Segment Start: THE INPUT

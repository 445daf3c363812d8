//! Filter criteria accepted by the search engine and the search endpoint.

use std::fmt;
use std::str::FromStr;

use serde::{Deserialize, Serialize};

/// Structured predicate set over job postings.
///
/// Every field is optional; `None` (or a blank string) means no constraint.
/// Enumerated fields are kept as raw strings so malformed input can be
/// recovered from at search time instead of failing deserialization.
#[derive(Debug, Clone, Default, PartialEq, Serialize, Deserialize)]
pub struct FilterCriteria {
    /// Free-text term matched against title, company and description
    #[serde(default, skip_serializing_if = "Option::is_none")]
    pub q: Option<String>,

    #[serde(default, skip_serializing_if = "Option::is_none")]
    pub company: Option<String>,

    #[serde(default, skip_serializing_if = "Option::is_none")]
    pub location: Option<String>,

    /// Technology mentioned in the description
    #[serde(default, skip_serializing_if = "Option::is_none")]
    pub technology: Option<String>,

    #[serde(default, skip_serializing_if = "Option::is_none")]
    pub min_salary: Option<f64>,

    #[serde(default, skip_serializing_if = "Option::is_none")]
    pub max_salary: Option<f64>,

    /// full-time, part-time, contract, remote or internship
    #[serde(default, skip_serializing_if = "Option::is_none")]
    pub job_type: Option<String>,

    /// junior, mid, senior or lead
    #[serde(default, skip_serializing_if = "Option::is_none")]
    pub experience_level: Option<String>,

    /// scraped_at, title, company or location
    #[serde(default, skip_serializing_if = "Option::is_none")]
    pub sort_by: Option<String>,

    /// asc or desc
    #[serde(default, skip_serializing_if = "Option::is_none")]
    pub sort_order: Option<String>,
}

impl FilterCriteria {
    /// Criteria with only a free-text term.
    pub fn text(q: impl Into<String>) -> Self {
        Self {
            q: Some(q.into()),
            ..Self::default()
        }
    }

    /// Whether no field constrains the result.
    pub fn is_empty(&self) -> bool {
        self.query_pairs().is_empty()
    }

    /// Non-blank fields as `(name, value)` pairs, in declaration order.
    ///
    /// Used for the search endpoint's query string and for cache keys.
    pub fn query_pairs(&self) -> Vec<(&'static str, String)> {
        let strings = [
            ("q", &self.q),
            ("company", &self.company),
            ("location", &self.location),
            ("technology", &self.technology),
        ];
        let enums = [
            ("job_type", &self.job_type),
            ("experience_level", &self.experience_level),
            ("sort_by", &self.sort_by),
            ("sort_order", &self.sort_order),
        ];

        let mut pairs: Vec<(&'static str, String)> = strings
            .into_iter()
            .filter_map(|(name, value)| non_blank(value).map(|v| (name, v.to_string())))
            .collect();

        if let Some(min) = self.min_salary {
            pairs.push(("min_salary", min.to_string()));
        }
        if let Some(max) = self.max_salary {
            pairs.push(("max_salary", max.to_string()));
        }

        pairs.extend(
            enums
                .into_iter()
                .filter_map(|(name, value)| non_blank(value).map(|v| (name, v.to_string()))),
        );
        pairs
    }
}

/// Trimmed value of an optional string, `None` when blank.
pub(crate) fn non_blank(value: &Option<String>) -> Option<&str> {
    value.as_deref().map(str::trim).filter(|v| !v.is_empty())
}

/// Field a search result is ordered by.
#[derive(Debug, Clone, Copy, PartialEq, Eq, Default)]
pub enum SortKey {
    /// Recency
    #[default]
    ScrapedAt,
    Title,
    Company,
    Location,
}

impl SortKey {
    /// Direction used when no explicit order is given.
    pub fn natural_order(&self) -> SortOrder {
        match self {
            Self::ScrapedAt => SortOrder::Desc,
            Self::Title | Self::Company | Self::Location => SortOrder::Asc,
        }
    }
}

impl FromStr for SortKey {
    type Err = String;

    fn from_str(s: &str) -> Result<Self, Self::Err> {
        match s.trim().to_lowercase().as_str() {
            "scraped_at" | "scrapedat" | "date" | "recency" => Ok(Self::ScrapedAt),
            "title" => Ok(Self::Title),
            "company" => Ok(Self::Company),
            "location" => Ok(Self::Location),
            other => Err(format!("unknown sort key '{other}'")),
        }
    }
}

impl fmt::Display for SortKey {
    fn fmt(&self, f: &mut fmt::Formatter<'_>) -> fmt::Result {
        f.write_str(match self {
            Self::ScrapedAt => "scraped_at",
            Self::Title => "title",
            Self::Company => "company",
            Self::Location => "location",
        })
    }
}

#[derive(Debug, Clone, Copy, PartialEq, Eq)]
pub enum SortOrder {
    Asc,
    Desc,
}

impl FromStr for SortOrder {
    type Err = String;

    fn from_str(s: &str) -> Result<Self, Self::Err> {
        match s.trim().to_lowercase().as_str() {
            "asc" | "ascending" => Ok(Self::Asc),
            "desc" | "descending" => Ok(Self::Desc),
            other => Err(format!("unknown sort order '{other}'")),
        }
    }
}

impl fmt::Display for SortOrder {
    fn fmt(&self, f: &mut fmt::Formatter<'_>) -> fmt::Result {
        f.write_str(match self {
            Self::Asc => "asc",
            Self::Desc => "desc",
        })
    }
}

#[cfg(test)]
mod tests {
    use super::*;

    #[test]
    fn test_empty_criteria() {
        assert!(FilterCriteria::default().is_empty());
        let blank = FilterCriteria {
            q: Some("   ".to_string()),
            company: Some(String::new()),
            ..FilterCriteria::default()
        };
        assert!(blank.is_empty());
    }

    #[test]
    fn test_query_pairs_skip_blank_fields() {
        let criteria = FilterCriteria {
            q: Some(" react ".to_string()),
            location: Some(String::new()),
            min_salary: Some(3000.0),
            sort_by: Some("title".to_string()),
            ..FilterCriteria::default()
        };

        assert_eq!(
            criteria.query_pairs(),
            vec![
                ("q", "react".to_string()),
                ("min_salary", "3000".to_string()),
                ("sort_by", "title".to_string()),
            ]
        );
    }

    #[test]
    fn test_sort_key_parsing() {
        assert_eq!("scraped_at".parse::<SortKey>(), Ok(SortKey::ScrapedAt));
        assert_eq!("Company".parse::<SortKey>(), Ok(SortKey::Company));
        assert!("salary".parse::<SortKey>().is_err());
        assert_eq!(SortKey::Title.natural_order(), SortOrder::Asc);
        assert_eq!(SortKey::default().natural_order(), SortOrder::Desc);
    }
}
// src/services/api.rs

//! Typed bindings for the job market API.
//!
//! One method per logical read or write. Each method sends a single request
//! through the configured [`Transport`] and decodes the JSON reply.

use std::sync::Arc;

use serde::Serialize;
use serde::de::DeserializeOwned;
use serde_json::Value;

use crate::error::TransportError;
use crate::models::{
    AlertJobs, AlertRequest, CompanyStat, DashboardStats, ExperienceAnalysis, ExportFormat,
    ExportResult, FilterCriteria, JobAlert, JobPosting, LocationStat, MarketInsights,
    MarketReport, NotificationsResponse, RecentActivity, SalaryTrends, ScanRequest, ScanResult,
    SearchResponse, TechnologyStat,
};
use crate::transport::{RequestOptions, Transport};

type ApiResult<T> = Result<T, TransportError>;

/// Client for the remote job market API.
#[derive(Clone)]
pub struct MarketApi {
    transport: Arc<dyn Transport>,
}

impl MarketApi {
    pub fn new(transport: Arc<dyn Transport>) -> Self {
        Self { transport }
    }

    async fn get<T: DeserializeOwned>(&self, path: &str, options: RequestOptions) -> ApiResult<T> {
        let value = self.transport.request(path, options).await?;
        serde_json::from_value(value).map_err(|e| TransportError::decode(path, e))
    }

    async fn post<B, T>(&self, path: &str, body: &B) -> ApiResult<T>
    where
        B: Serialize + ?Sized,
        T: DeserializeOwned,
    {
        let body = serde_json::to_value(body).map_err(|e| TransportError::decode(path, e))?;
        self.get(path, RequestOptions::post(body)).await
    }

    // Dashboard

    pub async fn dashboard_stats(&self) -> ApiResult<DashboardStats> {
        self.get("/dashboard/stats/", RequestOptions::get()).await
    }

    pub async fn recent_activity(&self) -> ApiResult<Vec<RecentActivity>> {
        self.get("/dashboard/recent-activity/", RequestOptions::get())
            .await
    }

    // Offers

    pub async fn offers(&self, skip: usize, limit: usize) -> ApiResult<Vec<JobPosting>> {
        let options = RequestOptions::get()
            .query("skip", skip)
            .query("limit", limit);
        self.get("/offers/", options).await
    }

    /// Server-side faceted search. Blank criteria fields are not sent.
    pub async fn search_offers(
        &self,
        criteria: &FilterCriteria,
        skip: usize,
        limit: usize,
    ) -> ApiResult<SearchResponse> {
        let mut options = RequestOptions::get();
        for (name, value) in criteria.query_pairs() {
            options = options.query(name, value);
        }
        let options = options.query("skip", skip).query("limit", limit);
        self.get("/offers/search/", options).await
    }

    pub async fn technology_stats(&self) -> ApiResult<Vec<TechnologyStat>> {
        self.get("/stats/technologies/", RequestOptions::get()).await
    }

    // Analytics

    pub async fn company_stats(&self) -> ApiResult<Vec<CompanyStat>> {
        self.get("/analytics/company-stats/", RequestOptions::get())
            .await
    }

    pub async fn location_stats(&self) -> ApiResult<Vec<LocationStat>> {
        self.get("/analytics/location-stats/", RequestOptions::get())
            .await
    }

    pub async fn salary_trends(&self) -> ApiResult<SalaryTrends> {
        self.get("/analytics/salary-trends/", RequestOptions::get())
            .await
    }

    pub async fn experience_analysis(&self) -> ApiResult<ExperienceAnalysis> {
        self.get("/analytics/experience-analysis/", RequestOptions::get())
            .await
    }

    pub async fn market_insights(&self) -> ApiResult<MarketInsights> {
        self.get("/analytics/market-insights/", RequestOptions::get())
            .await
    }

    // Alerts and notifications

    pub async fn create_alert(&self, request: &AlertRequest) -> ApiResult<JobAlert> {
        self.post("/alerts/create/", request).await
    }

    pub async fn alert_jobs(&self, alert_id: &str) -> ApiResult<AlertJobs> {
        if alert_id.is_empty() || alert_id.contains('/') {
            return Err(TransportError::InvalidEndpoint {
                path: format!("/alerts/{alert_id}/jobs/"),
            });
        }
        self.get(&format!("/alerts/{alert_id}/jobs/"), RequestOptions::get())
            .await
    }

    pub async fn notifications(&self) -> ApiResult<NotificationsResponse> {
        self.get("/notifications/recent/", RequestOptions::get())
            .await
    }

    // Reports, export and scraping

    pub async fn market_report(&self, period: &str) -> ApiResult<MarketReport> {
        let options = RequestOptions::get().query("period", period);
        self.get("/reports/market-summary/", options).await
    }

    /// Export offers. Non-empty `filters` are sent as a JSON string.
    pub async fn export(
        &self,
        format: ExportFormat,
        filters: &FilterCriteria,
    ) -> ApiResult<ExportResult> {
        let mut options = RequestOptions::get().query("format", format.as_str());
        if !filters.is_empty() {
            let encoded = serde_json::to_string(filters)
                .map_err(|e| TransportError::decode("/export/jobs/", e))?;
            options = options.query("filters", encoded);
        }
        self.get("/export/jobs/", options).await
    }

    pub async fn trigger_scan(&self, request: ScanRequest) -> ApiResult<ScanResult> {
        self.post("/scrape/", &request).await
    }

    pub async fn health(&self) -> ApiResult<Value> {
        self.get("/health/", RequestOptions::get()).await
    }
}
// src/config.rs

//! Configuration loading utilities.
//!
//! Resolution order: TOML file (or defaults when it is missing or broken),
//! then `MARKET_*` environment overrides, then validation.

use std::path::Path;

use crate::error::Result;
use crate::models::Config;
use crate::utils::log;

/// Config file looked up when no path is given.
pub const DEFAULT_CONFIG_PATH: &str = "market-lens.toml";

/// Load configuration from a TOML file with environment overrides.
///
/// Falls back to defaults if loading fails.
pub fn load_config(path: &Path) -> Result<Config> {
    load_config_with(path, |name| std::env::var(name).ok())
}

/// Same as [`load_config`] with an explicit variable lookup.
pub fn load_config_with<F>(path: &Path, lookup: F) -> Result<Config>
where
    F: Fn(&str) -> Option<String>,
{
    let mut config = if path.exists() {
        Config::load(path).unwrap_or_else(|e| {
            log::warn(&format!("Failed to load config from {path:?}: {e}"));
            log::warn("Using default configuration.");
            Config::default()
        })
    } else {
        ::log::debug!("No config file at {:?}, using defaults", path);
        Config::default()
    };

    config.apply_overrides(lookup);
    config.validate()?;
    Ok(config)
}

#[cfg(test)]
mod tests {
    use std::io::Write;

    use super::*;
    use crate::error::AppError;

    #[test]
    fn test_missing_file_uses_defaults() {
        let dir = tempfile::tempdir().unwrap();
        let config = load_config_with(&dir.path().join("none.toml"), |_| None).unwrap();
        assert_eq!(config.api.base_url, "http://127.0.0.1:8001");
    }

    #[test]
    fn test_broken_file_falls_back() {
        let mut file = tempfile::NamedTempFile::new().unwrap();
        writeln!(file, "[api\nbase_url = ").unwrap();
        let config = load_config_with(file.path(), |_| None).unwrap();
        assert_eq!(config.cache.stale_time_secs, 300);
    }

    #[test]
    fn test_env_override_wins_over_file() {
        let mut file = tempfile::NamedTempFile::new().unwrap();
        writeln!(file, "[cache]\nstale_time_secs = 60").unwrap();

        let config = load_config_with(file.path(), |name| {
            (name == "MARKET_CACHE_STALE_SECS").then(|| "10".to_string())
        })
        .unwrap();
        assert_eq!(config.cache.stale_time_secs, 10);
    }

    #[test]
    fn test_invalid_override_is_rejected() {
        let dir = tempfile::tempdir().unwrap();
        let result = load_config_with(&dir.path().join("none.toml"), |name| {
            (name == "MARKET_API_URL").then(|| "no scheme here".to_string())
        });
        assert!(matches!(result, Err(AppError::Validation(_))));
    }
}
// src/pipeline/export.rs

//! Offer export and market reports.

use std::path::Path;

use serde_json::Value;

use crate::error::Result;
use crate::models::{ExportFormat, ExportResult, FilterCriteria};
use crate::services::MarketData;
use crate::utils::{log, settle};

/// Export offers, writing the payload to `output` when given.
pub async fn run_export(
    market: &MarketData,
    format: ExportFormat,
    filters: FilterCriteria,
    output: Option<&Path>,
) -> Result<ExportResult> {
    log::header("Export Offers");

    let export = market.export(format, filters).await?;
    log::success(&format!(
        "Exported {} record(s) as {}",
        export.total_records, export.format
    ));

    if let Some(path) = output {
        tokio::fs::write(path, render_payload(&export.data)?).await?;
        log::sub_item(&format!("Written to {}", path.display()));
    } else if let Some(filename) = &export.filename {
        log::sub_item(&format!("Suggested file name: {filename}"));
    }
    Ok(export)
}

/// CSV payloads arrive as a JSON string; anything else is pretty-printed.
fn render_payload(data: &Value) -> Result<String> {
    match data {
        Value::String(text) => Ok(text.clone()),
        other => Ok(serde_json::to_string_pretty(other)?),
    }
}

/// Print the market summary report for `period` (e.g. `30d`).
pub async fn run_report(market: &MarketData, period: &str) -> Result<()> {
    log::header(&format!("Market Report ({period})"));

    let report = settle("Market report", market.market_report(period).await)?;
    let summary = &report.summary;
    log::summary(
        &format!("{} generated {}", report.report_period, report.generated_at),
        &[
            ("Offers", summary.total_offers.to_string()),
            ("Companies", summary.unique_companies.to_string()),
            ("Locations", summary.unique_locations.to_string()),
        ],
    );

    for stat in &summary.top_technologies {
        log::sub_item(&format!("{}: {}", stat.technology, stat.count));
    }
    for insight in &report.insights {
        log::info(insight);
    }
    for recommendation in &report.recommendations {
        log::sub_item(&format!("- {recommendation}"));
    }
    Ok(())
}
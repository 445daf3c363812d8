//! Job posting data structure and the attributes derived from it.

use std::fmt;
use std::str::FromStr;
use std::sync::OnceLock;

use chrono::{DateTime, NaiveDateTime, Utc};
use regex::Regex;
use serde::{Deserialize, Deserializer, Serialize};
use unicode_segmentation::UnicodeSegmentation;

/// A job offer as returned by the offers endpoints.
#[derive(Debug, Clone, Serialize, Deserialize, PartialEq, Eq)]
pub struct JobPosting {
    /// Unique, stable identifier
    pub id: i64,

    /// Position title
    pub title: String,

    /// Hiring company (empty when the source did not list one)
    #[serde(default, deserialize_with = "null_as_empty")]
    pub company: String,

    /// Location text (empty when unknown)
    #[serde(default, deserialize_with = "null_as_empty")]
    pub location: String,

    /// Full description text
    #[serde(default, deserialize_with = "null_as_empty")]
    pub description: String,

    /// Link to the original offer
    #[serde(default, deserialize_with = "null_as_empty")]
    pub url: String,

    /// When the offer was scraped
    #[serde(with = "timestamp")]
    pub scraped_at: DateTime<Utc>,
}

impl JobPosting {
    /// Experience level implied by the title.
    pub fn experience_level(&self) -> ExperienceLevel {
        ExperienceLevel::classify(&self.title)
    }

    /// Job types mentioned in the title or description.
    pub fn job_types(&self) -> Vec<JobType> {
        let text = normalize_words(&format!("{} {}", self.title, self.description));
        JobType::ALL
            .into_iter()
            .filter(|job_type| {
                job_type
                    .phrases()
                    .iter()
                    .any(|phrase| text.contains(&format!(" {phrase} ")))
            })
            .collect()
    }

    /// Salary range mentioned in the description, if any.
    pub fn salary_range(&self) -> Option<SalaryRange> {
        SalaryRange::extract(&self.description)
    }
}

/// Seniority bucket derived from a posting title.
#[derive(Debug, Clone, Copy, PartialEq, Eq, Hash, Serialize, Deserialize)]
#[serde(rename_all = "lowercase")]
pub enum ExperienceLevel {
    Junior,
    Mid,
    Senior,
    Lead,
}

impl ExperienceLevel {
    const LEAD_WORDS: &'static [&'static str] = &["lead", "principal", "head", "architect", "staff"];
    const SENIOR_WORDS: &'static [&'static str] = &["senior", "sr"];
    const JUNIOR_WORDS: &'static [&'static str] =
        &["junior", "jr", "entry", "trainee", "intern", "practicante"];

    /// Classify a title. Lead keywords win over senior, senior over junior;
    /// anything else is mid level.
    pub fn classify(title: &str) -> Self {
        let lowered = title.to_lowercase();
        let words: Vec<&str> = lowered.unicode_words().collect();
        let has_any = |keywords: &[&str]| words.iter().any(|w| keywords.contains(w));

        if has_any(Self::LEAD_WORDS) {
            Self::Lead
        } else if has_any(Self::SENIOR_WORDS) {
            Self::Senior
        } else if has_any(Self::JUNIOR_WORDS) {
            Self::Junior
        } else {
            Self::Mid
        }
    }

    pub fn as_str(&self) -> &'static str {
        match self {
            Self::Junior => "junior",
            Self::Mid => "mid",
            Self::Senior => "senior",
            Self::Lead => "lead",
        }
    }
}

impl FromStr for ExperienceLevel {
    type Err = String;

    fn from_str(s: &str) -> Result<Self, Self::Err> {
        match s.trim().to_lowercase().as_str() {
            "junior" | "jr" | "entry" => Ok(Self::Junior),
            "mid" | "middle" | "intermediate" => Ok(Self::Mid),
            "senior" | "sr" => Ok(Self::Senior),
            "lead" | "principal" => Ok(Self::Lead),
            other => Err(format!("unknown experience level '{other}'")),
        }
    }
}

impl fmt::Display for ExperienceLevel {
    fn fmt(&self, f: &mut fmt::Formatter<'_>) -> fmt::Result {
        f.write_str(self.as_str())
    }
}

/// Employment arrangement mentioned by a posting.
#[derive(Debug, Clone, Copy, PartialEq, Eq, Hash, Serialize, Deserialize)]
#[serde(rename_all = "kebab-case")]
pub enum JobType {
    FullTime,
    PartTime,
    Contract,
    Remote,
    Internship,
}

impl JobType {
    pub const ALL: [JobType; 5] = [
        Self::FullTime,
        Self::PartTime,
        Self::Contract,
        Self::Remote,
        Self::Internship,
    ];

    /// Word sequences (already normalized) that signal this job type.
    fn phrases(&self) -> &'static [&'static str] {
        match self {
            Self::FullTime => &["full time", "tiempo completo"],
            Self::PartTime => &["part time", "medio tiempo"],
            Self::Contract => &["contract", "contractor", "freelance"],
            Self::Remote => &["remote", "remoto", "teletrabajo", "home office"],
            Self::Internship => &["internship", "intern", "pasantía", "pasante"],
        }
    }

    pub fn as_str(&self) -> &'static str {
        match self {
            Self::FullTime => "full-time",
            Self::PartTime => "part-time",
            Self::Contract => "contract",
            Self::Remote => "remote",
            Self::Internship => "internship",
        }
    }
}

impl FromStr for JobType {
    type Err = String;

    fn from_str(s: &str) -> Result<Self, Self::Err> {
        match normalize_words(s).trim() {
            "full time" | "fulltime" => Ok(Self::FullTime),
            "part time" | "parttime" => Ok(Self::PartTime),
            "contract" | "freelance" => Ok(Self::Contract),
            "remote" => Ok(Self::Remote),
            "internship" | "intern" => Ok(Self::Internship),
            _ => Err(format!("unknown job type '{}'", s.trim())),
        }
    }
}

impl fmt::Display for JobType {
    fn fmt(&self, f: &mut fmt::Formatter<'_>) -> fmt::Result {
        f.write_str(self.as_str())
    }
}

/// Salary figures found in a description.
#[derive(Debug, Clone, Copy, PartialEq)]
pub struct SalaryRange {
    pub min: f64,
    pub max: f64,
}

impl SalaryRange {
    /// Extract every currency-marked amount from `text` and span them.
    ///
    /// Recognizes `$`, `€`, `USD`, `COP`, `EUR` and `MXN` markers, thousands
    /// separators (`3.500.000`, `3,500,000`) and a trailing `k`.
    pub fn extract(text: &str) -> Option<Self> {
        let pattern = salary_pattern()?;
        let amounts: Vec<f64> = pattern
            .captures_iter(text)
            .filter_map(|caps| {
                let amount = parse_amount(caps.get(1)?.as_str())?;
                let scale = if caps.get(2).is_some() { 1000.0 } else { 1.0 };
                Some(amount * scale)
            })
            .collect();

        let min = amounts.iter().copied().reduce(f64::min)?;
        let max = amounts.iter().copied().reduce(f64::max)?;
        Some(Self { min, max })
    }

    /// Whether this range overlaps `[lower, upper]` (either bound optional).
    pub fn overlaps(&self, lower: Option<f64>, upper: Option<f64>) -> bool {
        lower.is_none_or(|lo| self.max >= lo) && upper.is_none_or(|hi| self.min <= hi)
    }
}

fn salary_pattern() -> Option<&'static Regex> {
    static PATTERN: OnceLock<Option<Regex>> = OnceLock::new();
    PATTERN
        .get_or_init(|| {
            Regex::new(
                r"(?i)(?:\$|€|\b(?:usd|cop|eur|mxn)\b)\s*(\d{1,3}(?:[.,]\d{3})+|\d+(?:[.,]\d+)?)\s*(k\b)?",
            )
            .ok()
        })
        .as_ref()
}

fn parse_amount(raw: &str) -> Option<f64> {
    let grouped = raw.len() > 4
        && raw
            .split(['.', ','])
            .skip(1)
            .all(|group| group.len() == 3);
    if grouped {
        raw.replace(['.', ','], "").parse().ok()
    } else {
        raw.replace(',', ".").parse().ok()
    }
}

/// Lowercase `text` and rejoin its words with single spaces, padded on both
/// sides so phrases can be matched on word boundaries.
fn normalize_words(text: &str) -> String {
    let lowered = text.to_lowercase();
    let words: Vec<&str> = lowered.unicode_words().collect();
    format!(" {} ", words.join(" "))
}

fn null_as_empty<'de, D>(deserializer: D) -> Result<String, D::Error>
where
    D: Deserializer<'de>,
{
    Ok(Option::<String>::deserialize(deserializer)?.unwrap_or_default())
}

/// Parse an API timestamp: RFC 3339, or a naive ISO timestamp taken as UTC.
pub fn parse_timestamp(raw: &str) -> Option<DateTime<Utc>> {
    if let Ok(dt) = DateTime::parse_from_rfc3339(raw) {
        return Some(dt.with_timezone(&Utc));
    }
    ["%Y-%m-%dT%H:%M:%S%.f", "%Y-%m-%d %H:%M:%S%.f"]
        .iter()
        .find_map(|fmt| NaiveDateTime::parse_from_str(raw, fmt).ok())
        .map(|naive| naive.and_utc())
}

/// Serde adapter for API timestamps.
pub mod timestamp {
    use chrono::{DateTime, Utc};
    use serde::{Deserialize, Deserializer, Serializer, de};

    pub fn serialize<S>(value: &DateTime<Utc>, serializer: S) -> Result<S::Ok, S::Error>
    where
        S: Serializer,
    {
        serializer.serialize_str(&value.to_rfc3339())
    }

    pub fn deserialize<'de, D>(deserializer: D) -> Result<DateTime<Utc>, D::Error>
    where
        D: Deserializer<'de>,
    {
        let raw = String::deserialize(deserializer)?;
        super::parse_timestamp(&raw)
            .ok_or_else(|| de::Error::custom(format!("invalid timestamp '{raw}'")))
    }
}

#[cfg(test)]
mod tests {
    use super::*;

    fn posting(title: &str, description: &str) -> JobPosting {
        JobPosting {
            id: 1,
            title: title.to_string(),
            company: "Acme".to_string(),
            location: "Bogotá".to_string(),
            description: description.to_string(),
            url: String::new(),
            scraped_at: Utc::now(),
        }
    }

    #[test]
    fn test_deserialize_backend_offer() {
        let json = r#"{
            "id": 7,
            "title": "Backend Developer",
            "company": null,
            "location": "Medellín",
            "description": "Python and Django",
            "url": "https://example.com/7",
            "scraped_at": "2024-05-02T10:15:30.123456"
        }"#;

        let offer: JobPosting = serde_json::from_str(json).unwrap();
        assert_eq!(offer.id, 7);
        assert_eq!(offer.company, "");
        assert_eq!(offer.scraped_at.to_rfc3339(), "2024-05-02T10:15:30.123456+00:00");
    }

    #[test]
    fn test_parse_timestamp_variants() {
        assert!(parse_timestamp("2024-05-02T10:15:30Z").is_some());
        assert!(parse_timestamp("2024-05-02T10:15:30").is_some());
        assert!(parse_timestamp("2024-05-02 10:15:30").is_some());
        assert!(parse_timestamp("yesterday").is_none());
    }

    #[test]
    fn test_experience_level_classification() {
        assert_eq!(ExperienceLevel::classify("Senior Python Developer"), ExperienceLevel::Senior);
        assert_eq!(ExperienceLevel::classify("Tech Lead - Sr Backend"), ExperienceLevel::Lead);
        assert_eq!(ExperienceLevel::classify("Jr. Frontend Engineer"), ExperienceLevel::Junior);
        assert_eq!(ExperienceLevel::classify("Frontend React Engineer"), ExperienceLevel::Mid);
        // "sr" must be a whole word
        assert_eq!(ExperienceLevel::classify("JSR Specialist"), ExperienceLevel::Mid);
    }

    #[test]
    fn test_job_types() {
        let offer = posting("Data Engineer", "Full-time, 100% remote. Contractors welcome.");
        let types = offer.job_types();
        assert!(types.contains(&JobType::FullTime));
        assert!(types.contains(&JobType::Remote));
        // "contractors" is not the word "contractor"
        assert!(!types.contains(&JobType::Contract));
        assert!(!posting("Intern", "").job_types().is_empty());
        assert!(posting("Engineer", "international team").job_types().is_empty());
    }

    #[test]
    fn test_job_type_from_str() {
        assert_eq!("full-time".parse::<JobType>(), Ok(JobType::FullTime));
        assert_eq!("Part Time".parse::<JobType>(), Ok(JobType::PartTime));
        assert!("gig".parse::<JobType>().is_err());
    }

    #[test]
    fn test_salary_extraction() {
        let range = SalaryRange::extract("Salario entre $3.500.000 y $4.000.000 COP").unwrap();
        assert_eq!(range.min, 3_500_000.0);
        assert_eq!(range.max, 4_000_000.0);

        let range = SalaryRange::extract("Compensation: USD 85k - USD 110k").unwrap();
        assert_eq!(range.min, 85_000.0);
        assert_eq!(range.max, 110_000.0);

        assert!(SalaryRange::extract("Competitive pay, 5 years experience").is_none());
    }

    #[test]
    fn test_salary_overlap() {
        let range = SalaryRange {
            min: 3_000_000.0,
            max: 4_000_000.0,
        };
        assert!(range.overlaps(Some(3_500_000.0), None));
        assert!(range.overlaps(None, Some(3_000_000.0)));
        assert!(!range.overlaps(Some(4_500_000.0), None));
        assert!(!range.overlaps(None, Some(2_000_000.0)));
        assert!(range.overlaps(None, None));
    }
}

Segment End: THE INPUT

§ **REQUIREMENT**:
Copy each line above holding "keywords".

§ **RESULT BELOW**:
    /// Classify a title. Lead keywords win over senior, senior over junior;
        let has_any = |keywords: &[&str]| words.iter().any(|w| keywords.contains(w));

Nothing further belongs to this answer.